介護のコミュニケーションで大切なこととは

投稿日:2015-04-08

介護のコミュニケーションで大切なこととは

人間にとってコミュニケーションは大切です。「おはよう」や「ありがとう」がなければ、人々の生活は殺伐としたものになるでしょう。ここでは介護を必要とする方とよい関係を築くためには、どのようなコミュニケーションが必要なのかを紹介します。

介護現場でコミュニケーションが必要になるタイミングは?

もし一生治らない障害を負ったとしたら落胆は大きなものです。今まで自分でできていた簡単なことが人の手を借りなくてはできない現実に、「なぜ自分だけがこんな思いをするのか」と、悔しさとやるせなさを強く感じることでしょう。

病気や怪我の発症直後、末期症状など、不安を伴うときにこそ、緊張を和らげ、安心を持たせるコミュニケーションが必要になります。

介護のコミュニケーションで必要なこと

一口に介護と言っても、高齢者、若年者など様々な方が対象となります。そのため相手の状況・状態に応じてコミュニケーション手段を変える必要がありますので、いくつかの例を紹介します。

・認知症の高齢者とのコミュニケーションの基本

認知症は、物の名前を覚える記銘力、記憶力、年月や時間、場所などの見当識、思考力、判断力などが低下します。そのため、自分がなぜここにいるのか、目の前の人が誰なのかが分からない状態になり、不安や緊張を感じながら生活することになります。

症状や進行は人によって異なりますが、共通して言えることは「否定をしない」「声を荒げない」ことです。例え話や行動が実際と異なったとしても、今の状況に寄りそうことで安心を与えるのです。

・不安や焦りを訴える人とのコミュニケーション

「家族の迎えはまだ?」「いつ帰れるの?」「本当に病気が治るのか?」などの言葉は、不安や焦りの表れです。言葉だけではなく、表情や目線で不安をあらわす人もいます。そのような時は「そのうち来ますよ」「そのうち帰れますよ」などの一過性の言葉ではなく、不安や焦りを受け止める共感的な対応を心がけましょう。

介護のコミュニケーションで必要なこと

言葉だけをコミュニケーション手段と思っている人が多いと思いますが、実は言葉以外のコミュニケーションから発せられる情報は、6~7割にも及ぶと言われています。

例えば、「嬉しい」と言いながら表情が曇っている場合は心から喜んでいないことが多いですし、腕を組んで話を聞いているときは、否定的態度が現れています。このように言葉と裏腹の態度や思わず出てしまう行動に目を向けて、本心を理解する必要があります。

介護のコミュニケーションは一方的ではない

相手に話しかけることをコミュニケーションと思っている人が多いようですが、それでは介護者の一方的なコミュニケーションにしかなりません。介護では「話し上手よりも聞き上手であれ」と言われるくらい、相手の話に耳を傾けることを大切にしています。

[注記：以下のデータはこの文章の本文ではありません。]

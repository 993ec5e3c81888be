use crate::error::SnapshotError;
use crate::record::Record;
use crate::stats::CacheStats;
use async_trait::async_trait;
use tracing::{error, info, warn};

/// Persisted state of a store.
///
/// Cache contents are never part of a snapshot; only the records and the
/// cache counters are.
#[derive(Debug, Clone, Default, PartialEq, Eq)]
pub struct Snapshot {
    pub records: Vec<Record>,
    pub stats: CacheStats,
}

impl Snapshot {
    pub fn new(records: Vec<Record>, stats: CacheStats) -> Self {
        Self {
            records,
            stats: stats.counters(),
        }
    }
}

/// A serialize/deserialize pair for [`Snapshot`]s.
#[async_trait]
pub trait SnapshotStore: Send + Sync + 'static {
    async fn save(&self, snapshot: &Snapshot) -> Result<(), SnapshotError>;

    async fn load(&self) -> Result<Snapshot, SnapshotError>;

    /// Moves an unreadable snapshot out of the way so that later saves
    /// cannot overwrite it. Returns where the old contents now live.
    async fn quarantine(&self) -> Result<String, SnapshotError>;

    /// Loads a snapshot for startup.
    ///
    /// A missing snapshot yields an empty one. Any other load failure also
    /// yields an empty snapshot, but only after the bad file has been moved
    /// aside with [`SnapshotStore::quarantine`]. If that move fails the error
    /// is returned, and the caller must not save through this store.
    async fn load_or_recover(&self) -> Result<Snapshot, SnapshotError> {
        let err = match self.load().await {
            Ok(snapshot) => return Ok(snapshot),
            Err(SnapshotError::NotFound(path)) => {
                info!(path = %path, "no snapshot found, starting empty");
                return Ok(Snapshot::default());
            }
            Err(e) => e,
        };

        warn!(error = %err, "failed to load snapshot, starting empty");
        match self.quarantine().await {
            Ok(moved_to) => {
                warn!(moved_to = %moved_to, "unreadable snapshot moved aside");
                Ok(Snapshot::default())
            }
            Err(e) => {
                error!(error = %e, "failed to move unreadable snapshot aside");
                Err(e)
            }
        }
    }

    /// Saves a snapshot, logging instead of failing.
    ///
    /// Returns `true` if the snapshot was written.
    async fn save_or_log(&self, snapshot: &Snapshot) -> bool {
        match self.save(snapshot).await {
            Ok(()) => true,
            Err(e) => {
                warn!(error = %e, "failed to save snapshot");
                false
            }
        }
    }
}
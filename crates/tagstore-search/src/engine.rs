use tagstore_core::Record;

/// Scans `records` for every record tagged with exactly `term`.
///
/// Matching is case-sensitive string equality with no normalization; the
/// empty term only matches records carrying an empty tag. Each record is
/// reported at most once, in the order given.
pub fn search_uncached(records: &[Record], term: &str) -> Vec<Record> {
    records
        .iter()
        .filter(|record| record.has_tag(term))
        .cloned()
        .collect()
}

#[cfg(test)]
mod tests {
    use super::*;

    fn corpus() -> Vec<Record> {
        vec![
            Record::new(1, "a", ["go", "db"]),
            Record::new(2, "b", ["rust"]),
            Record::new(3, "c", ["go", "go"]),
            Record::new(4, "d", ["", "misc"]),
        ]
    }

    #[test]
    fn returns_matches_in_store_order() {
        let ids: Vec<_> = search_uncached(&corpus(), "go")
            .into_iter()
            .map(|r| r.id)
            .collect();
        assert_eq!(ids, vec![1, 3]);
    }

    #[test]
    fn repeated_tag_yields_record_once() {
        let found = search_uncached(&corpus(), "go");
        assert_eq!(found.iter().filter(|r| r.id == 3).count(), 1);
    }

    #[test]
    fn matching_is_case_sensitive() {
        assert!(search_uncached(&corpus(), "Go").is_empty());
        assert!(search_uncached(&corpus(), "go ").is_empty());
    }

    #[test]
    fn empty_term_matches_empty_tag_only() {
        let found = search_uncached(&corpus(), "");
        assert_eq!(found, vec![Record::new(4, "d", ["", "misc"])]);
    }

    #[test]
    fn empty_store_matches_nothing() {
        assert!(search_uncached(&[], "go").is_empty());
    }
}
//! Core types and traits for the Tagstore record service.
//!
//! This crate provides the record model and the seams shared by the
//! storage, cache, search and gateway crates.

pub mod error;
pub mod query;
pub mod record;
pub mod snapshot;
pub mod stats;
pub mod store;

pub use error::{SnapshotError, StoreError};
pub use query::TagQuery;
pub use record::{Record, RecordId};
pub use snapshot::{Snapshot, SnapshotStore};
pub use stats::CacheStats;
pub use store::{DuplicatePolicy, RecordStore};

実は高齢者や障害のある方は、日ごろの悩み、辛さ、不安などを誰かに聞いてもらいたいことの方が多いのです。よき理解者になるために、話をするだけではなく、うなずき、相づちを打ち、しっかりと耳を傾けましょう。

対等の関係であることが大切

介護福祉施設等において、利用者は介護を受けて日常生活を送る、介護職員は介護をすることで職業として自分の生活の糧とする。本来介護福祉施設の利用者と介護職員は、このように対等な関係でなくてはなりません。

しかし介護者と介護を受ける人は、上下関係が生じやすくなります。介護福祉施設における虐待の原因は、まさにそれが顕著に出た結果と言えます。家庭内においては、介護に一生懸命な人ほど、徒労感から虐待に走るケースが多くみられます。

好きで介護を受ける人はいませんし、それが当然の権利とは誰も思っていません。それでも介護を受けなくてはならない方の気持ちに寄り添うことが、対等な関係を作る方法だと思います。

医療の進歩によって平均寿命は飛躍的に伸びましたが、その分、介護を必要とする人も増えています。介護をしている人が、介護をされる側になる日が来ないとは限りません。介護は機械的に食事や排せつ、入浴の手助けをすることではなく、その人が必要とする生活の質を高めるための手助けをすることです。それを念頭に置いて、介護にあたって欲しいと思います。